Work to complete ::
Nothing in the data may be altered; the answer is a verbatim copy of it.

Records to process section start

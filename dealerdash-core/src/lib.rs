//! dealerdash-core: report tables and presentation helpers
//!
//! Everything here is independent of the database driver. The query layer
//! (`dealerdash-db`) produces [`ReportTable`] values; this crate defines their
//! column contracts and turns them into what the dashboard shows.

pub mod config;
pub mod error;
pub mod format;
pub mod period;
pub mod report;
pub mod shaping;

pub use config::DbConfig;
pub use error::{DashError, Result};
pub use period::Period;
pub use report::{columns, ReportTable, Value};
pub use shaping::{daily_trend, share_of_total, HeadlineMetrics};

Records to process section end

Written response ::
filename dealerdash-core/src/lib.rs
//! dealerdash-core: report tables and presentation helpers
//!
//! Everything here is independent of the database driver. The query layer
//! (`dealerdash-db`) produces [`ReportTable`] values; this crate defines their
//! column contracts and turns them into what the dashboard shows.

pub mod config;
pub mod error;
pub mod format;
pub mod period;
pub mod report;
pub mod shaping;

pub use config::DbConfig;
pub use error::{DashError, Result};
pub use period::Period;
pub use report::{columns, ReportTable, Value};
pub use shaping::{daily_trend, share_of_total, HeadlineMetrics};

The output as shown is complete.